*Task goal:*
Start at the top and transcribe every record through the final line exactly.
== == ==
use std::path::Path;

use base64::{Engine as _, engine::general_purpose::STANDARD};
use log::debug;
use lofty::picture::PictureType;
use lofty::prelude::*;

use crate::audio::AudioSource;
use crate::song::TrackInfo;

/// Embedded art above this size is ignored.
const MAX_PICTURE_BYTES: usize = 5 * 1024 * 1024;

fn non_empty(value: Option<std::borrow::Cow<'_, str>>) -> Option<String> {
    value
        .map(|v| v.trim().to_string())
        .filter(|v| !v.is_empty())
}

/// `data:<mime>;base64,<payload>`; JPEG when the tag does not say.
pub fn picture_data_uri(mime: Option<&str>, data: &[u8]) -> String {
    format!("data:{};base64,{}", mime.unwrap_or("image/jpeg"), STANDARD.encode(data))
}

/// Read title, artist, album and cover art.
///
/// Never fails: a file without readable tags gets the "Unknown" defaults.
pub fn read_track_info(path: &Path) -> TrackInfo {
    let mut info = TrackInfo::new(AudioSource::new(path));

    let tagged = match lofty::read_from_path(path) {
        Ok(tagged) => tagged,
        Err(e) => {
            debug!("no tags for {}: {e}", path.display());
            return info;
        }
    };
    let Some(tag) = tagged.primary_tag().or_else(|| tagged.first_tag()) else {
        return info;
    };

    if let Some(title) = non_empty(tag.title()) {
        info.title = title;
    }
    if let Some(artist) = non_empty(tag.artist()) {
        info.artist = artist;
    }
    info.album = non_empty(tag.album());

    // Prefer the front cover, otherwise the first picture.
    let pictures = tag.pictures();
    let picture = pictures
        .iter()
        .find(|p| matches!(p.pic_type(), PictureType::CoverFront))
        .or_else(|| pictures.first());
    info.picture = picture
        .filter(|p| p.data().len() <= MAX_PICTURE_BYTES)
        .map(|p| picture_data_uri(p.mime_type().map(|m| m.as_str()), p.data()));

    info
}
== == ==
*Exercise response:*
use std::path::Path;

use base64::{Engine as _, engine::general_purpose::STANDARD};
use log::debug;
use lofty::picture::PictureType;
use lofty::prelude::*;

use crate::audio::AudioSource;
use crate::song::TrackInfo;

/// Embedded art above this size is ignored.
const MAX_PICTURE_BYTES: usize = 5 * 1024 * 1024;

fn non_empty(value: Option<std::borrow::Cow<'_, str>>) -> Option<String> {
    value
        .map(|v| v.trim().to_string())
        .filter(|v| !v.is_empty())
}

/// `data:<mime>;base64,<payload>`; JPEG when the tag does not say.
pub fn picture_data_uri(mime: Option<&str>, data: &[u8]) -> String {
    format!("data:{};base64,{}", mime.unwrap_or("image/jpeg"), STANDARD.encode(data))
}

/// Read title, artist, album and cover art.
///
/// Never fails: a file without readable tags gets the "Unknown" defaults.
pub fn read_track_info(path: &Path) -> TrackInfo {
    let mut info = TrackInfo::new(AudioSource::new(path));

    let tagged = match lofty::read_from_path(path) {
        Ok(tagged) => tagged,
        Err(e) => {
            debug!("no tags for {}: {e}", path.display());
            return info;
        }
    };
    let Some(tag) = tagged.primary_tag().or_else(|| tagged.first_tag()) else {
        return info;
    };

    if let Some(title) = non_empty(tag.title()) {
        info.title = title;
    }
    if let Some(artist) = non_empty(tag.artist()) {
        info.artist = artist;
    }
    info.album = non_empty(tag.album());

    // Prefer the front cover, otherwise the first picture.
    let pictures = tag.pictures();
    let picture = pictures
        .iter()
        .find(|p| matches!(p.pic_type(), PictureType::CoverFront))
        .or_else(|| pictures.first());
    info.picture = picture
        .filter(|p| p.data().len() <= MAX_PICTURE_BYTES)
        .map(|p| picture_data_uri(p.mime_type().map(|m| m.as_str()), p.data()));

    info
}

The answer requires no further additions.